Grocott & Ward, comps. Grocott’s Familiar Quotations, 6th ed. 189-?.


He knew what’s what, and that’s as high
As metaphysic wit can fly.
Butler.—Hudibras, Part I. Canto 1. Line 149.

Let ev’ry man enjoy his whim;
What’s he to me, or I to him?
Churchill.—The Ghost, Book IV.

What will Mrs.
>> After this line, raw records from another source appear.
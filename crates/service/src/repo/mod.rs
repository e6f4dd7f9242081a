//! Repository implementations: SeaORM for production, in-memory for tests and examples.

pub mod memory;
pub mod seaorm;

pub use memory::InMemoryStore;
pub use seaorm::SeaOrmRepository;
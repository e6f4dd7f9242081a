use async_trait::async_trait;
use uuid::Uuid;

use super::domain::ConsultDetailView;
use crate::errors::ServiceError;
use crate::pagination::{Page, Pagination};

/// Ordering for both queries: reservation date desc, then reservation time desc.
#[async_trait]
pub trait ConsultDetailRepository: Send + Sync {
    async fn latest_consult_details(&self, account_id: Uuid, limit: u64) -> Result<Vec<ConsultDetailView>, ServiceError>;
    async fn consult_detail_page(&self, account_id: Uuid, opts: Pagination) -> Result<Page<ConsultDetailView>, ServiceError>;
}
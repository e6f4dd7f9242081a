pub mod auth;
pub mod bookmarks;
pub mod consult_details;
pub mod counselors;
pub mod reservations;
pub mod reviews;

use axum::{
    middleware,
    routing::{get, post},
    Json, Router,
};
use tower_http::{
    cors::CorsLayer,
    trace::{DefaultMakeSpan, DefaultOnFailure, DefaultOnRequest, DefaultOnResponse, TraceLayer},
};
use tracing::Level;
use utoipa::OpenApi;
use utoipa_swagger_ui::SwaggerUi;

use common::types::Health;

use crate::openapi::ApiDoc;
use auth::ServerState;

#[utoipa::path(get, path = "/health", tag = "health", responses((status = 200, description = "OK", body = crate::openapi::HealthResponse)))]
pub async fn health() -> Json<Health> {
    Json(Health::ok())
}

/// Build the full application router: public, authenticated and docs routes
pub fn build_router(state: ServerState, cors: CorsLayer) -> Router {
    let api = Router::new()
        .route("/health", get(health))
        .route("/auth/register", post(auth::register))
        .route("/auth/login", post(auth::login))
        .route("/auth/logout", post(auth::logout))
        .route("/auth/me", get(auth::me))
        .route("/counselors", get(counselors::list).post(counselors::create))
        .route("/counselors/:id", get(counselors::get))
        .route("/counselors/:id/bookmark", post(bookmarks::add).delete(bookmarks::remove))
        .route("/counselors/:id/reviews", get(reviews::list).post(reviews::write))
        .route("/bookmarks", get(bookmarks::list))
        .route("/reviews/:id/recommend", post(reviews::recommend))
        .route("/reservation", get(reservations::list))
        .route("/reservation/create", post(reservations::create))
        .route("/consult-detail", get(consult_details::all))
        .route("/consult-detail/latest", get(consult_details::latest))
        .merge(SwaggerUi::new("/docs").url("/api-docs/openapi.json", ApiDoc::openapi()))
        .route_layer(middleware::from_fn_with_state(state.clone(), auth::require_bearer_token));

    api.with_state(state)
        .layer(cors)
        .layer(
            TraceLayer::new_for_http()
                // 每次请求创建 span，包含方法和路径等，日志级别为 INFO
                .make_span_with(DefaultMakeSpan::new().level(Level::INFO).include_headers(false))
                .on_request(DefaultOnRequest::new().level(Level::INFO))
                // 响应返回时打点，包含状态码与耗时
                .on_response(DefaultOnResponse::new().level(Level::INFO).include_headers(false))
                // 失败（5xx 等）时以 ERROR 记录
                .on_failure(DefaultOnFailure::new().level(Level::ERROR)),
        )
}
//! Create `counseling_field` table with FK to `counselor`.
use sea_orm_migration::{prelude::*, schema::*};

#[derive(DeriveMigrationName)]
pub struct Migration;

#[async_trait::async_trait]
impl MigrationTrait for Migration {
    async fn up(&self, manager: &SchemaManager) -> Result<(), DbErr> {
        manager
            .create_table(
                Table::create()
                    .table(CounselingField::Table)
                    .if_not_exists()
                    .col(uuid(CounselingField::Id).primary_key())
                    .col(uuid(CounselingField::CounselorId).not_null())
                    .col(string_len(CounselingField::Field, 64).not_null())
                    .foreign_key(
                        ForeignKey::create()
                            .name("fk_counseling_field_counselor")
                            .from(CounselingField::Table, CounselingField::CounselorId)
                            .to(Counselor::Table, Counselor::Id)
                            .on_delete(ForeignKeyAction::Cascade)
                            .on_update(ForeignKeyAction::Cascade),
                    )
                    .to_owned(),
            )
            .await
    }

    async fn down(&self, manager: &SchemaManager) -> Result<(), DbErr> {
        manager.drop_table(Table::drop().table(CounselingField::Table).to_owned()).await
    }
}

#[derive(DeriveIden)]
enum CounselingField { Table, Id, CounselorId, Field }

#[derive(DeriveIden)]
enum Counselor { Table, Id }
use sea_orm::{entity::prelude::*, sea_query::Expr, ConnectionTrait, QueryFilter, Set};
use uuid::Uuid;
use chrono::Utc;
use serde::{Deserialize, Serialize};

use crate::{account, counselor, errors::ModelError};

#[derive(Clone, Debug, PartialEq, DeriveEntityModel, Serialize, Deserialize)]
#[sea_orm(table_name = "review")]
pub struct Model {
    #[sea_orm(primary_key, auto_increment = false)]
    pub id: Uuid,
    pub account_id: Uuid,
    pub counselor_id: Uuid,
    pub title: String,
    #[sea_orm(column_type = "Text")]
    pub content: String,
    #[sea_orm(column_type = "Double")]
    pub rating: f64,
    pub recommendation_count: i32,
    pub created_at: DateTimeWithTimeZone,
}

#[derive(Copy, Clone, Debug, EnumIter)]
pub enum Relation { Account, Counselor }

impl RelationTrait for Relation {
    fn def(&self) -> RelationDef {
        match self {
            Relation::Account => Entity::belongs_to(account::Entity).from(Column::AccountId).to(account::Column::Id).into(),
            Relation::Counselor => Entity::belongs_to(counselor::Entity).from(Column::CounselorId).to(counselor::Column::Id).into(),
        }
    }
}

impl Related<account::Entity> for Entity {
    fn to() -> RelationDef { Relation::Account.def() }
}

impl ActiveModelBehavior for ActiveModel {}

pub const MAX_RATING: f64 = 5.0;

pub fn validate_title(title: &str) -> Result<(), ModelError> {
    let len = title.trim().chars().count();
    if len == 0 { return Err(ModelError::Validation("review title required".into())); }
    if len > 100 { return Err(ModelError::Validation("review title too long (<=100)".into())); }
    Ok(())
}

pub fn validate_content(content: &str) -> Result<(), ModelError> {
    if content.trim().is_empty() { return Err(ModelError::Validation("review content required".into())); }
    Ok(())
}

pub fn validate_rating(rating: f64) -> Result<(), ModelError> {
    if !rating.is_finite() || !(0.0..=MAX_RATING).contains(&rating) {
        return Err(ModelError::Validation(format!("rating must be within 0..={MAX_RATING}")));
    }
    Ok(())
}

pub async fn create<C: ConnectionTrait>(
    db: &C,
    account_id: Uuid,
    counselor_id: Uuid,
    title: &str,
    content: &str,
    rating: f64,
) -> Result<Model, ModelError> {
    validate_title(title)?;
    validate_content(content)?;
    validate_rating(rating)?;
    let am = ActiveModel {
        id: Set(Uuid::new_v4()),
        account_id: Set(account_id),
        counselor_id: Set(counselor_id),
        title: Set(title.trim().to_string()),
        content: Set(content.to_string()),
        rating: Set(rating),
        recommendation_count: Set(0),
        created_at: Set(Utc::now().into()),
    };
    am.insert(db).await.map_err(ModelError::from_db)
}

/// Atomically bump `recommendation_count`; `None` if the review does not exist.
pub async fn increment_recommendation<C: ConnectionTrait>(db: &C, id: Uuid) -> Result<Option<i32>, ModelError> {
    let res = Entity::update_many()
        .col_expr(Column::RecommendationCount, Expr::col(Column::RecommendationCount).add(1))
        .filter(Column::Id.eq(id))
        .exec(db)
        .await
        .map_err(ModelError::from_db)?;
    if res.rows_affected == 0 {
        return Ok(None);
    }
    let found = Entity::find_by_id(id).one(db).await.map_err(ModelError::from_db)?;
    Ok(found.map(|r| r.recommendation_count))
}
Grundy say?
Morton.—Speed the Plough, Act I. Scene 1.

What’s done cannot be undone.
Shakespeare.—Macbeth, Act V. Scene 1. (Lady Macbeth walking and talking in her sleep.)

Things without all remedy
Should be without regard; what’s done is done.
Shakespeare.—Macbeth, Act III. Scene 2. (Lady Macbeth to her husband.)

What’s done cannot be now amended.
Shakespeare.—King Richard III., Act IV. Scene 4. (To Queen Elizabeth.)

An evil done is past all cure.
Homer.—The Iliad, Book IX, Line 294. (Earl Derby.)

What’s Hecuba to him, or he to Hecuba?
Shakespeare.—Hamlet, Act II. Scene 2. (After his interview with Rosencrantz and Guildenstern.)

What’s there in a name;
Propensity to vice in both the same.
Churchill.—The Farewell.

What’s in a name? that which we call a rose,
By any other name would smell as sweet.
Shakespeare.—Romeo and Juliet, Act II. Scene 2. (Juliet to Romeo.)

Who hath not own’d with rapture-smitten frame,
The power of grace, the magic of a name?
Campbell.—The Pleasures of Hope, Part II.

She was—but words would fail to tell thee what:
Think what a woman should be, and she was that.

But wouldst thou know what’s heav’n? I’ll tell thee what:
Think what thou canst not think, and Heaven is that.
Quarles.—Book V. Epig. XIV.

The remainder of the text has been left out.